** Opening DATA block **
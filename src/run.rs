//! # Running Components
//!
//! [`RunHandler`] starts a component's dev image on a robot, or executes a
//! command inside the container when it is already running.
//!
//! A container is named `{component}.{workspace}`, so every developer gets
//! their own container per component. If that container is running the
//! same image, the command is `docker exec`'d into it. If it runs another
//! image, nothing is started and [`Error::ContainerImageMismatch`] is
//! returned.
//!
//! ## Environment
//!
//! The container receives the `ROBOT_*` path variables, `IDHOST`,
//! `IDCOMPONENT` and `ROS_DOMAIN_ID`. The domain id is looked up in
//! `users_ros_domains.yaml` by `git config user.email`, unless one of the
//! env files below already sets it. Env files are applied in order:
//!
//! 1. `<component>/config/env`
//! 2. `<env root>/config/env/env`
//! 3. `<env root>/config/env/<component>.env`

use std::collections::BTreeMap;
use std::fs;
use std::path::PathBuf;

use log::{debug, info};

use crate::component::{BuildType, ComponentDescriptor, Volume};
use crate::config::{load_yaml, Environment};
use crate::defaults::{
    container, COMMANDS_DIR, COMPONENTS_DIR, CONFIG_DIR, DEFAULT_XDG_RUNTIME_DIR, ENV_DIR,
    ENV_FILE, NVIDIA_PLATFORM, ROS_DOMAINS_FILENAME, SRC_DIR,
};
use crate::docker::ContainerEngine;
use crate::error::{Error, Result};
use crate::git::user_email;
use crate::process::CommandRunner;
use crate::robot::Robot;
use crate::ssh::host_command;

/// How the container is attached to the terminal.
#[derive(Debug, Clone, Copy, PartialEq, Eq)]
pub enum RunMode {
    /// `-it --rm`; a non-zero exit is not an error.
    Interactive,
    /// `-d`, with `DETACHED_MODE=true` in the container.
    Detached,
    /// `--rm`, output streamed, a non-zero exit is an error.
    Attached,
}

/// Parses `KEY=VALUE` lines. Spaces are dropped, `#` lines are comments.
pub fn parse_env_file(content: &str) -> BTreeMap<String, String> {
    content
        .lines()
        .map(|line| line.trim().replace(' ', ""))
        .filter(|line| !line.starts_with('#'))
        .filter_map(|line| {
            line.split_once('=')
                .map(|(key, value)| (key.to_string(), value.to_string()))
        })
        .collect()
}

/// Runs one component on one robot.
pub struct RunHandler<'a> {
    env: &'a Environment,
    robot: &'a Robot,
    descriptor: &'a ComponentDescriptor,
    engine: &'a dyn ContainerEngine,
    runner: &'a dyn CommandRunner,
    workspace: String,
}

impl<'a> RunHandler<'a> {
    pub fn new(
        env: &'a Environment,
        robot: &'a Robot,
        descriptor: &'a ComponentDescriptor,
        engine: &'a dyn ContainerEngine,
        runner: &'a dyn CommandRunner,
        workspace: impl Into<String>,
    ) -> Self {
        Self {
            env,
            robot,
            descriptor,
            engine,
            runner,
            workspace: workspace.into(),
        }
    }

    pub fn container_name(&self) -> String {
        self.descriptor.container_name(&self.workspace)
    }

    pub fn image(&self) -> String {
        self.descriptor.image_name(BuildType::Dev)
    }

    fn host_env_root(&self) -> PathBuf {
        self.robot.host_env_root(self.env, &self.workspace)
    }

    /// The component folder as seen from the robot.
    fn host_component_folder(&self) -> PathBuf {
        self.host_env_root()
            .join(SRC_DIR)
            .join(&self.descriptor.name.repo)
            .join(COMPONENTS_DIR)
            .join(&self.descriptor.name.component)
    }

    fn xdg_runtime_dir(&self) -> String {
        if self.robot.is_local() {
            std::env::var("XDG_RUNTIME_DIR").unwrap_or_else(|_| DEFAULT_XDG_RUNTIME_DIR.to_string())
        } else {
            DEFAULT_XDG_RUNTIME_DIR.to_string()
        }
    }

    fn host_home(&self) -> PathBuf {
        match &self.robot.remote {
            Some(remote) => remote.home(),
            None => dirs::home_dir().unwrap_or_else(|| PathBuf::from("/root")),
        }
    }

    /// Env files that exist locally, in application order.
    pub fn env_files(&self) -> Vec<PathBuf> {
        let env_dir = self.env.root.join(CONFIG_DIR).join(ENV_DIR);
        [
            self.descriptor.folder_path.join(CONFIG_DIR).join(ENV_FILE),
            env_dir.join(ENV_FILE),
            env_dir.join(format!("{}.env", self.descriptor.name.component)),
        ]
        .into_iter()
        .filter(|path| path.is_file())
        .collect()
    }

    /// The configuration folder to mount, if any, as a host path.
    ///
    /// A component's own `config/` wins over the environment's.
    pub fn config_folder(&self) -> Option<PathBuf> {
        if self.descriptor.folder_path.join(CONFIG_DIR).is_dir() {
            Some(self.host_component_folder().join(CONFIG_DIR))
        } else if self.descriptor.spec.config && self.env.root.join(CONFIG_DIR).is_dir() {
            Some(self.host_env_root().join(CONFIG_DIR))
        } else {
            None
        }
    }

    fn ros_domain_id(&self) -> Result<String> {
        let path = self.env.root.join(ROS_DOMAINS_FILENAME);
        let email = user_email(self.runner)?;
        let not_defined = || Error::RosDomainNotDefined {
            email: email.clone(),
            path: path.clone(),
        };
        let domains: BTreeMap<String, u32> = load_yaml(&path, not_defined)?;
        domains
            .get(&email)
            .map(ToString::to_string)
            .ok_or_else(not_defined)
    }

    /// Arguments following `docker run`.
    pub fn run_args(&self, command: &[String], mode: RunMode) -> Result<Vec<String>> {
        let spec = &self.descriptor.spec;
        let mut args: Vec<String> = vec!["--tty".into()];
        if spec.system {
            args.push("--privileged".into());
        }
        args.push("--network=host".into());
        args.push("--pid=host".into());
        if self.robot.platform() == NVIDIA_PLATFORM {
            args.extend(["--runtime".into(), "nvidia".into()]);
        }
        args.extend(["--name".into(), self.container_name()]);

        let mut env = vec![
            ("IDHOST", self.robot.name.clone()),
            ("IDCOMPONENT", self.descriptor.name.component.clone()),
            ("ROBOT_NAME", container::ROBOT_NAME.to_string()),
            ("ROBOT_BASE_PATH", container::ROBOT_BASE_PATH.to_string()),
            (
                "ROBOT_GENERIC_STATIC_DATA_PATH",
                container::ROBOT_GENERIC_STATIC_DATA_PATH.to_string(),
            ),
            (
                "ROBOT_GENERIC_PERSISTENT_DATA_PATH",
                container::ROBOT_GENERIC_PERSISTENT_DATA_PATH.to_string(),
            ),
            (
                "ROBOT_COMPONENT_STATIC_DATA_PATH",
                container::ROBOT_COMPONENT_STATIC_DATA_PATH.to_string(),
            ),
            (
                "ROBOT_COMPONENT_PERSISTENT_DATA_PATH",
                container::ROBOT_COMPONENT_PERSISTENT_DATA_PATH.to_string(),
            ),
            ("ROBOT_CONFIG_PATH", container::ROBOT_CONFIG_PATH.to_string()),
            ("ROBOT_BUILD_PATH", container::ROBOT_BUILD_PATH.to_string()),
            ("ROBOT_SRC_PATH", container::ROBOT_SRC_PATH.to_string()),
        ];

        let env_files = self.env_files();
        let mut from_files = BTreeMap::new();
        if !env_files.is_empty() {
            println!("🌎 Using env files:");
        }
        for path in &env_files {
            println!("  - {}", path.display());
            from_files.extend(parse_env_file(&fs::read_to_string(path)?));
        }
        if from_files.contains_key("ROS_DOMAIN_ID") {
            println!("⚠️  Using 'ROS_DOMAIN_ID' from files instead of static one.");
        } else {
            env.push(("ROS_DOMAIN_ID", self.ros_domain_id()?));
        }

        let mut volumes = self.descriptor.volumes(&self.host_env_root());
        let xdg = self.xdg_runtime_dir();
        if spec.display {
            env.push(("XDG_RUNTIME_DIR", xdg.clone()));
            env.push(("DISPLAY", ":0".to_string()));
            volumes.push(Volume::rw(
                format!("{}/gdm/Xauthority", xdg),
                "/root/.Xauthority",
            ));
            volumes.push(Volume::rw("/tmp/.X11-unix", "/tmp/.X11-unix"));
        }
        if spec.sound {
            env.push(("PULSE_SERVER", format!("unix:{}/pulse/native", xdg)));
            env.push(("PULSE_COOKIE", "/root/.config/pulse/cookie".to_string()));
            volumes.push(Volume::rw("/etc/alsa", "/etc/alsa"));
            volumes.push(Volume::rw("/usr/share/alsa", "/usr/share/alsa"));
            let pulse = format!("{}/pulse/native", xdg);
            volumes.push(Volume::rw(pulse.clone(), pulse));
            volumes.push(Volume::rw(
                self.host_home().join(".config/pulse/cookie"),
                "/root/.config/pulse/cookie",
            ));
        }
        if spec.devices {
            volumes.push(Volume::rw("/dev", "/dev"));
            volumes.push(Volume::ro("/run/udev", "/run/udev"));
        }
        if spec.docker {
            volumes.push(Volume::rw("/var/run/docker.sock", "/var/run/docker.sock"));
        }
        if let Some(config) = self.config_folder() {
            println!("⚙️  Using configuration folder: {}", config.display());
            volumes.push(Volume::ro(config, container::ROBOT_CONFIG_PATH));
        }
        if self.descriptor.folder_path.join(COMMANDS_DIR).is_dir() {
            volumes.push(Volume::rw(
                self.host_component_folder().join(COMMANDS_DIR),
                container::ROBOT_COMMANDS_PATH,
            ));
        }

        match mode {
            RunMode::Interactive => args.extend(["-it".into(), "--rm".into()]),
            RunMode::Detached => {
                args.push("-d".into());
                env.push(("DETACHED_MODE", "true".to_string()));
            }
            RunMode::Attached => args.push("--rm".into()),
        }

        for (key, value) in env {
            args.push(format!("-e={}={}", key, value));
        }
        for path in &env_files {
            args.push(format!("--env-file={}", path.display()));
        }
        for volume in &volumes {
            args.push(format!("-v={}", volume.to_arg()));
        }

        args.push(self.image());
        args.extend(command.iter().cloned());
        Ok(args)
    }

    /// Arguments following `docker exec`.
    pub fn exec_args(&self, command: &[String], mode: RunMode) -> Vec<String> {
        let mut args = Vec::new();
        if mode == RunMode::Interactive {
            args.push("-it".to_string());
        }
        args.push(self.container_name());
        if command.is_empty() {
            args.push("bash".to_string());
        } else {
            args.extend(command.iter().cloned());
        }
        args
    }

    /// Runs `command` in the component's container, starting it if needed.
    pub fn run_command(&self, command: &[String], mode: RunMode) -> Result<()> {
        let name = self.container_name();
        let image = self.image();
        let interactive = mode == RunMode::Interactive;

        match self.engine.container_image(&name)? {
            Some(running) if running == image => {
                let shown = if command.is_empty() { "bash".to_string() } else { command.join(" ") };
                println!(
                    "ℹ️  Container '{}' already running, executing '{}' inside it",
                    name, shown
                );
                self.engine.exec(&self.exec_args(command, mode), interactive)
            }
            Some(running) => Err(Error::ContainerImageMismatch {
                container: name,
                running,
            }),
            None => {
                let args = self.run_args(command, mode)?;
                if self.descriptor.spec.display {
                    self.allow_display()?;
                }
                info!("Starting container '{}' from '{}' on '{}'", name, image, self.robot.name);
                self.engine.run(&args, interactive)
            }
        }
    }

    /// Lets local containers use the robot's X server.
    fn allow_display(&self) -> Result<()> {
        let cmd = host_command(self.robot, &["xhost", "+local:*"]).env("DISPLAY", ":0");
        if self.runner.run_best_effort(&cmd)? != Some(0) {
            debug!("xhost could not grant display access");
        }
        Ok(())
    }
}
** Closing DATA block **
Which lines above include the word "info"? Show each one.

use log::{debug, info};
                info!("Starting container '{}' from '{}' on '{}'", name, image, self.robot.name);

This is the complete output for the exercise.